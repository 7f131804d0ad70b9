use super::filter::{rule, FilterKind, FilterRule};
use rusqlite::Row;
use serde_json::{json, Value};

#[derive(Debug, Clone, Copy, PartialEq, Eq, Hash)]
pub enum EntityKind {
    Class,
    Lesson,
    Attendance,
    Announcement,
    Event,
    Exam,
    Assignment,
    Result,
    Student,
}

impl EntityKind {
    pub const ALL: [EntityKind; 9] = [
        EntityKind::Class,
        EntityKind::Lesson,
        EntityKind::Attendance,
        EntityKind::Announcement,
        EntityKind::Event,
        EntityKind::Exam,
        EntityKind::Assignment,
        EntityKind::Result,
        EntityKind::Student,
    ];

    /// Method prefix used on the wire, e.g. `lessons` for `lessons.list`.
    pub fn table(self) -> &'static str {
        match self {
            EntityKind::Class => "classes",
            EntityKind::Lesson => "lessons",
            EntityKind::Attendance => "attendance",
            EntityKind::Announcement => "announcements",
            EntityKind::Event => "events",
            EntityKind::Exam => "exams",
            EntityKind::Assignment => "assignments",
            EntityKind::Result => "results",
            EntityKind::Student => "students",
        }
    }

    pub fn from_table(s: &str) -> Option<Self> {
        Self::ALL.into_iter().find(|k| k.table() == s)
    }

    pub fn spec(self) -> &'static EntitySpec {
        match self {
            EntityKind::Class => &CLASSES,
            EntityKind::Lesson => &LESSONS,
            EntityKind::Attendance => &ATTENDANCE,
            EntityKind::Announcement => &ANNOUNCEMENTS,
            EntityKind::Event => &EVENTS,
            EntityKind::Exam => &EXAMS,
            EntityKind::Assignment => &ASSIGNMENTS,
            EntityKind::Result => &RESULTS,
            EntityKind::Student => &STUDENTS,
        }
    }
}

/// How one entity's list is read: the joined `FROM`, selected columns, the
/// single sortable field, recognised filters and the row shape.
pub struct EntitySpec {
    pub from: &'static str,
    pub columns: &'static str,
    pub sort_column: &'static str,
    pub id_column: &'static str,
    pub filters: &'static [FilterRule],
    pub row: fn(&Row<'_>) -> rusqlite::Result<Value>,
}

fn full_name(row: &Row<'_>, name: usize, surname: usize) -> rusqlite::Result<String> {
    let n: String = row.get(name)?;
    let s: String = row.get(surname)?;
    Ok(format!("{} {}", n, s))
}

fn optional_full_name(row: &Row<'_>, name: usize, surname: usize) -> rusqlite::Result<Option<String>> {
    let n: Option<String> = row.get(name)?;
    let s: Option<String> = row.get(surname)?;
    Ok(match (n, s) {
        (Some(n), Some(s)) => Some(format!("{} {}", n, s)),
        _ => None,
    })
}

pub static CLASSES: EntitySpec = EntitySpec {
    from: "classes c
    JOIN grades g ON g.id = c.grade_id
    LEFT JOIN teachers sup ON sup.id = c.supervisor_id",
    columns: "c.id, c.name, c.capacity, g.level, c.supervisor_id, sup.name, sup.surname, c.created_at,
    (SELECT COUNT(*) FROM students es WHERE es.class_id = c.id)",
    sort_column: "c.created_at",
    id_column: "c.id",
    filters: &[
        rule("search", FilterKind::Search(&["c.name"])),
        rule("supervisorId", FilterKind::TextEq("c.supervisor_id")),
        rule("supervisor", FilterKind::TextEq("c.supervisor_id")),
    ],
    row: |r| {
        Ok(json!({
            "id": r.get::<_, i64>(0)?,
            "name": r.get::<_, String>(1)?,
            "capacity": r.get::<_, i64>(2)?,
            "grade": r.get::<_, i64>(3)?,
            "supervisorId": r.get::<_, Option<String>>(4)?,
            "supervisor": optional_full_name(r, 5, 6)?,
            "createdAt": r.get::<_, String>(7)?,
            "enrolled": r.get::<_, i64>(8)?,
        }))
    },
};

pub static LESSONS: EntitySpec = EntitySpec {
    from: "lessons l
    JOIN subjects sub ON sub.id = l.subject_id
    JOIN classes c ON c.id = l.class_id
    JOIN teachers t ON t.id = l.teacher_id",
    columns: "l.id, l.name, l.day, l.start_time, l.end_time, sub.name, c.id, c.name, t.id, t.name, t.surname",
    sort_column: "l.start_time",
    id_column: "l.id",
    filters: &[
        rule("search", FilterKind::Search(&["sub.name", "t.name"])),
        rule("classId", FilterKind::IntEq("l.class_id")),
        rule("teacherId", FilterKind::TextEq("l.teacher_id")),
    ],
    row: |r| {
        Ok(json!({
            "id": r.get::<_, i64>(0)?,
            "name": r.get::<_, String>(1)?,
            "day": r.get::<_, String>(2)?,
            "startTime": r.get::<_, String>(3)?,
            "endTime": r.get::<_, String>(4)?,
            "subject": r.get::<_, String>(5)?,
            "classId": r.get::<_, i64>(6)?,
            "class": r.get::<_, String>(7)?,
            "teacherId": r.get::<_, String>(8)?,
            "teacher": full_name(r, 9, 10)?,
        }))
    },
};

pub static ATTENDANCE: EntitySpec = EntitySpec {
    from: "attendance a
    JOIN students st ON st.id = a.student_id
    JOIN lessons l ON l.id = a.lesson_id
    JOIN subjects sub ON sub.id = l.subject_id
    JOIN classes c ON c.id = l.class_id
    JOIN teachers t ON t.id = l.teacher_id",
    columns: "a.id, a.date, a.present, st.id, st.name, st.surname, l.id, sub.name, c.name, t.id, t.name, t.surname",
    sort_column: "a.date",
    id_column: "a.id",
    filters: &[
        rule("search", FilterKind::Search(&["st.name", "st.surname"])),
        rule("classId", FilterKind::IntEq("l.class_id")),
        rule("teacherId", FilterKind::TextEq("l.teacher_id")),
        rule("studentId", FilterKind::TextEq("a.student_id")),
    ],
    row: |r| {
        Ok(json!({
            "id": r.get::<_, i64>(0)?,
            "date": r.get::<_, String>(1)?,
            "present": r.get::<_, i64>(2)? != 0,
            "studentId": r.get::<_, String>(3)?,
            "studentName": full_name(r, 4, 5)?,
            "lessonId": r.get::<_, i64>(6)?,
            "subject": r.get::<_, String>(7)?,
            "class": r.get::<_, String>(8)?,
            "teacherId": r.get::<_, String>(9)?,
            "teacher": full_name(r, 10, 11)?,
        }))
    },
};

pub static ANNOUNCEMENTS: EntitySpec = EntitySpec {
    from: "announcements an
    LEFT JOIN classes c ON c.id = an.class_id",
    columns: "an.id, an.title, an.description, an.date, an.class_id, c.name",
    sort_column: "an.date",
    id_column: "an.id",
    filters: &[
        rule("search", FilterKind::Search(&["an.title"])),
        rule("classId", FilterKind::IntEq("an.class_id")),
    ],
    row: |r| {
        Ok(json!({
            "id": r.get::<_, i64>(0)?,
            "title": r.get::<_, String>(1)?,
            "description": r.get::<_, String>(2)?,
            "date": r.get::<_, String>(3)?,
            "classId": r.get::<_, Option<i64>>(4)?,
            "class": r.get::<_, Option<String>>(5)?,
        }))
    },
};

pub static EVENTS: EntitySpec = EntitySpec {
    from: "events ev
    LEFT JOIN classes c ON c.id = ev.class_id",
    columns: "ev.id, ev.title, ev.description, ev.start_time, ev.end_time, ev.class_id, c.name",
    sort_column: "ev.start_time",
    id_column: "ev.id",
    filters: &[
        rule("search", FilterKind::Search(&["ev.title"])),
        rule("classId", FilterKind::IntEq("ev.class_id")),
    ],
    row: |r| {
        Ok(json!({
            "id": r.get::<_, i64>(0)?,
            "title": r.get::<_, String>(1)?,
            "description": r.get::<_, String>(2)?,
            "startTime": r.get::<_, String>(3)?,
            "endTime": r.get::<_, String>(4)?,
            "classId": r.get::<_, Option<i64>>(5)?,
            "class": r.get::<_, Option<String>>(6)?,
        }))
    },
};

fn lesson_work_row(r: &Row<'_>, time_keys: (&str, &str)) -> rusqlite::Result<Value> {
    let mut v = json!({
        "id": r.get::<_, i64>(0)?,
        "title": r.get::<_, String>(1)?,
        "lessonId": r.get::<_, i64>(4)?,
        "subject": r.get::<_, String>(5)?,
        "classId": r.get::<_, i64>(6)?,
        "class": r.get::<_, String>(7)?,
        "teacherId": r.get::<_, String>(8)?,
        "teacher": full_name(r, 9, 10)?,
    });
    v[time_keys.0] = Value::String(r.get(2)?);
    v[time_keys.1] = Value::String(r.get(3)?);
    Ok(v)
}

pub static EXAMS: EntitySpec = EntitySpec {
    from: "exams ex
    JOIN lessons l ON l.id = ex.lesson_id
    JOIN subjects sub ON sub.id = l.subject_id
    JOIN classes c ON c.id = l.class_id
    JOIN teachers t ON t.id = l.teacher_id",
    columns: "ex.id, ex.title, ex.start_time, ex.end_time, l.id, sub.name, c.id, c.name, t.id, t.name, t.surname",
    sort_column: "ex.start_time",
    id_column: "ex.id",
    filters: &[
        rule("search", FilterKind::Search(&["ex.title", "sub.name"])),
        rule("classId", FilterKind::IntEq("l.class_id")),
        rule("teacherId", FilterKind::TextEq("l.teacher_id")),
    ],
    row: |r| lesson_work_row(r, ("startTime", "endTime")),
};

pub static ASSIGNMENTS: EntitySpec = EntitySpec {
    from: "assignments asg
    JOIN lessons l ON l.id = asg.lesson_id
    JOIN subjects sub ON sub.id = l.subject_id
    JOIN classes c ON c.id = l.class_id
    JOIN teachers t ON t.id = l.teacher_id",
    columns: "asg.id, asg.title, asg.start_date, asg.due_date, l.id, sub.name, c.id, c.name, t.id, t.name, t.surname",
    sort_column: "asg.due_date",
    id_column: "asg.id",
    filters: &[
        rule("search", FilterKind::Search(&["asg.title", "sub.name"])),
        rule("classId", FilterKind::IntEq("l.class_id")),
        rule("teacherId", FilterKind::TextEq("l.teacher_id")),
    ],
    row: |r| lesson_work_row(r, ("startDate", "dueDate")),
};

pub static RESULTS: EntitySpec = EntitySpec {
    from: "results r
    JOIN students st ON st.id = r.student_id
    LEFT JOIN exams ex ON ex.id = r.exam_id
    LEFT JOIN assignments asg ON asg.id = r.assignment_id
    JOIN lessons l ON l.id = COALESCE(ex.lesson_id, asg.lesson_id)
    JOIN classes c ON c.id = l.class_id
    JOIN teachers t ON t.id = l.teacher_id",
    columns: "r.id, r.score, r.exam_id, r.assignment_id, COALESCE(ex.title, asg.title),
    COALESCE(ex.start_time, asg.start_date), st.id, st.name, st.surname, c.name, t.id, t.name, t.surname",
    sort_column: "r.id",
    id_column: "r.id",
    filters: &[
        rule(
            "search",
            FilterKind::Search(&["ex.title", "asg.title", "st.name", "st.surname"]),
        ),
        rule("studentId", FilterKind::TextEq("r.student_id")),
    ],
    row: |r| {
        let exam_id: Option<i64> = r.get(2)?;
        let kind = if exam_id.is_some() { "exam" } else { "assignment" };
        Ok(json!({
            "id": r.get::<_, i64>(0)?,
            "score": r.get::<_, f64>(1)?,
            "type": kind,
            "examId": exam_id,
            "assignmentId": r.get::<_, Option<i64>>(3)?,
            "title": r.get::<_, String>(4)?,
            "startTime": r.get::<_, String>(5)?,
            "studentId": r.get::<_, String>(6)?,
            "studentName": full_name(r, 7, 8)?,
            "class": r.get::<_, String>(9)?,
            "teacherId": r.get::<_, String>(10)?,
            "teacher": full_name(r, 11, 12)?,
        }))
    },
};

pub static STUDENTS: EntitySpec = EntitySpec {
    from: "students s
    JOIN classes c ON c.id = s.class_id
    JOIN grades g ON g.id = s.grade_id",
    columns: "s.id, s.username, s.name, s.surname, s.email, s.phone, s.address, s.img, s.sex,
    s.birthday, g.level, c.id, c.name, s.parent_id",
    sort_column: "s.surname",
    id_column: "s.id",
    filters: &[
        rule("search", FilterKind::Search(&["s.name", "s.surname"])),
        rule("classId", FilterKind::IntEq("s.class_id")),
        rule(
            "teacherId",
            FilterKind::TextTemplate(
                "EXISTS (SELECT 1 FROM lessons fl WHERE fl.class_id = s.class_id AND fl.teacher_id = ?)",
            ),
        ),
    ],
    row: |r| {
        Ok(json!({
            "id": r.get::<_, String>(0)?,
            "username": r.get::<_, String>(1)?,
            "name": r.get::<_, String>(2)?,
            "surname": r.get::<_, String>(3)?,
            "email": r.get::<_, Option<String>>(4)?,
            "phone": r.get::<_, Option<String>>(5)?,
            "address": r.get::<_, String>(6)?,
            "img": r.get::<_, Option<String>>(7)?,
            "sex": r.get::<_, String>(8)?,
            "birthday": r.get::<_, String>(9)?,
            "grade": r.get::<_, i64>(10)?,
            "classId": r.get::<_, i64>(11)?,
            "class": r.get::<_, String>(12)?,
            "parentId": r.get::<_, String>(13)?,
        }))
    },
};

#[cfg(test)]
mod tests {
    use super::*;

    #[test]
    fn table_names_round_trip() {
        for kind in EntityKind::ALL {
            assert_eq!(EntityKind::from_table(kind.table()), Some(kind));
            assert!(kind.spec().from.trim_start().starts_with(kind.table()));
        }
        assert_eq!(EntityKind::from_table("teachers"), None);
    }

    #[test]
    fn every_entity_supports_search() {
        for kind in EntityKind::ALL {
            assert!(
                kind.spec().filters.iter().any(|f| f.key == "search"),
                "{} has no search filter",
                kind.table()
            );
        }
    }
}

▶ _AIM OF THE TASK_:
Give the number of lines in the entries that include the string "studentId", and nothing else.

▶ _ANSWER SPACE_:
4